Editor’s note: A sentence in this message has been reordered to more clearly state that the chancellor directed the campus to advance his eight actions for change in June, and not that the students shared their demands in June or that the killing of George Floyd occurred in June.
Aug. 26, 2020
Dear CU Boulder faculty, staff and students,
Earlier today, I received a memo from one of our student leaders and one of our regents, declaring that I had failed on the first two tests of racial justice reforms on our campus. The same memo is being shared publicly. Ordinarily, I would have responded directly to the memo’s authors, but I need to respond to the campus because the memo publicly questions my commitment to antiracism. I am writing to you today to acknowledge the student leader and regent’s message, to reflect on our campus’s efforts since June and to deepen my commitment to accelerate our progress from the past two months by taking meaningful steps to better engage our Black, Indigenous and other people of color (BIPOC) in the change we need on our campus.
In particular, the memo I received is critical of the process–beginning in June–through which I have directed our campus to advance on our eight actions for change in response to demands shared by our students in the aftermath of the killing of George Floyd. The memo questions how we formed and announced our Council for Community and Inclusion to implement our Inclusion, Diversity and Excellence in Academics (IDEA) plan. The memo also questions the process and timing of my recent announcement of the Community Safety Task Force to evaluate our community policing policies, practices, training and recommend steps to ensure that public safety works for the entire campus community.
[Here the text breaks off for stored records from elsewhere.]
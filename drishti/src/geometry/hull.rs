//! Planar convex hull (Andrew's monotone chain).

use std::cmp::Ordering;

use crate::clustering::Cluster;
use crate::core::{Point2D, PointGrid, PointIndex};

/// 2D cross product of `(a - o)` and `(b - o)`.
#[inline]
fn cross(o: Point2D, a: Point2D, b: Point2D) -> f64 {
    (a.x - o.x) * (b.y - o.y) - (a.y - o.y) * (b.x - o.x)
}

#[inline]
fn lexicographic(a: &Point2D, b: &Point2D) -> Ordering {
    a.x.total_cmp(&b.x).then(a.y.total_cmp(&b.y))
}

/// Convex hull of planar points, as positions into `points`.
///
/// Vertices are returned counter-clockwise starting from the lowest-x
/// (then lowest-y) point. Collinear and duplicate points are dropped so the
/// hull is minimal. Inputs with fewer than two distinct points return those
/// points unchanged.
///
/// Runs in O(n log n).
pub fn convex_hull_points(points: &[Point2D]) -> Vec<usize> {
    let mut order: Vec<usize> = (0..points.len()).collect();
    order.sort_by(|&a, &b| lexicographic(&points[a], &points[b]).then(a.cmp(&b)));
    order.dedup_by(|a, b| points[*a] == points[*b]);

    if order.len() < 3 {
        return order;
    }

    let mut hull: Vec<usize> = Vec::with_capacity(order.len() + 1);

    // Lower chain
    for &i in &order {
        while hull.len() >= 2
            && cross(
                points[hull[hull.len() - 2]],
                points[hull[hull.len() - 1]],
                points[i],
            ) <= 0.0
        {
            hull.pop();
        }
        hull.push(i);
    }

    // Upper chain
    let lower_len = hull.len() + 1;
    for &i in order.iter().rev().skip(1) {
        while hull.len() >= lower_len
            && cross(
                points[hull[hull.len() - 2]],
                points[hull[hull.len() - 1]],
                points[i],
            ) <= 0.0
        {
            hull.pop();
        }
        hull.push(i);
    }

    // Last point repeats the first
    hull.pop();
    hull
}

/// Convex hull of a cluster's planar projection, as grid indices.
pub fn convex_hull(grid: &PointGrid, cluster: &Cluster) -> Vec<PointIndex> {
    let planar = cluster.planar_points(grid);
    convex_hull_points(&planar)
        .into_iter()
        .map(|i| cluster.indices()[i])
        .collect()
}
//! # Drishti
//!
//! Lidar obstacle perception for a rotating 16-ring sensor.
//!
//! ## Overview
//!
//! Each frame flows through four stages:
//!
//! - **Ingest** - Polar ranges to a `[azimuth slot][ring]` point grid, with
//!   near-sensor and out-of-band returns suppressed
//! - **Clustering** - Density clustering over grid adjacency
//! - **Geometry** - Convex hulls per cluster, oriented rectangles per obstacle
//! - **Tracking** - Association, classification, confidence and a CTRV
//!   motion filter per obstacle
//!
//! ## Quick Start
//!
//! ```rust,ignore
//! use drishti::{DrishtiConfig, EgoMotion, Pipeline};
//!
//! let config = DrishtiConfig::load_default()?;
//! let mut pipeline = Pipeline::new(&config);
//!
//! let report = pipeline.process(&grid, EgoMotion::new(0.0, -0.4), timestamp_us);
//! for obstacle in &report.obstacles {
//!     println!("{} {} conf={}", obstacle.id, obstacle.class, obstacle.confidence);
//! }
//! ```
//!
//! ## Coordinate System
//!
//! Sensor-relative Cartesian meters. Slot azimuth is measured from +Y towards
//! +X; headings and rectangle rotations are CCW from +X, normalized to
//! (−π, π].

#![warn(missing_docs)]

// Foundation types
pub mod core;

// Error types
pub mod error;

// YAML configuration
pub mod config;

// Polar frame conversion
pub mod ingest;

// Density clustering
pub mod clustering;

// Hulls, rectangles, size snapping
pub mod geometry;

// CTRV motion filter
pub mod filter;

// Obstacle tracking
pub mod tracking;

// Frame orchestration
pub mod pipeline;

// Scenario input
pub mod io;

// Re-export commonly used types
pub use core::{EgoMotion, LidarPoint, Point2D, PointGrid, PointIndex, RING_COUNT};

pub use error::{Error, Result};

pub use config::{ConfigLoadError, DrishtiConfig};

pub use ingest::{IngestConfig, PolarFrame, ingest};

pub use clustering::{Cluster, ClusterScratch, ClusteringConfig, GridDbscan};

pub use geometry::{OrientedRectangle, RectangleFitter, SizeTable, convex_hull};

pub use filter::{CtrvConfig, CtrvFilter, CtrvMeasurement};

pub use tracking::{
    Anomaly, ObstacleClass, ObstacleId, ObstacleTracker, TrackedObstacle, TrackerConfig,
};

pub use pipeline::{ClusterSummary, FrameReport, ObstacleSnapshot, Pipeline};

pub use io::Scenario;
Responding to the urgency of our need for change, I directed our campus in June to make rapid progress on all of the above actions, and we have accomplished much in two months. Even so, the central issue of the memo is that, in our efforts to make this rapid progress, my team and I have not engaged in a meaningful enough way with the members of our BIPOC community to address the anger, marginalization and fear members of our CU Boulder community feel each day.
The memo calls for my leadership team and me to shift our approach to better engage with the BIPOC community at CU Boulder if we really expect our antiracism, diversity, equity and inclusion efforts to succeed. It calls for greater BIPOC representation within each of the actions and groups above and for stronger transparency, accountability and communication across our overall efforts to become a more antiracist campus.
I am committed to addressing antiracism, diversity, equity and inclusion. I will listen to how my team and I can make our work together better, to reflect upon the input we receive and to better engage all of you in the difficult work to come. I want us to get this right, and that requires us all to lean in and stay in the difficult conversations we need to have in order for our work to be successful. In doing this, however, we cannot disregard the important role the Council for Community and Inclusion will play in advancing the IDEA plan. Our faculty, students and staff of color believed strongly that the council was integral to the campus’s ability to implement the IDEA plan, which itself is responsive to the needs of our community. If we divert our attention from these efforts, we may address issues as they arise, but we will lose the ability to sustain the commitments we have made to our campus.
This will not be a perfect process, and our work will continue. I want to deepen how all of our communities on campus, and our BIPOC communities in particular, feel shared ownership and accountability over our progress to make CU Boulder a more antiracist community. I also want to engage more productively with our shared governance, student leaders and allied groups as we move forward.
I encourage you to learn more about our efforts to date and to share your own ideas, suggestions and criticisms of how I am leading and how we are progressing. I am listening and, together with you as a campus community, we can ensure our efforts succeed.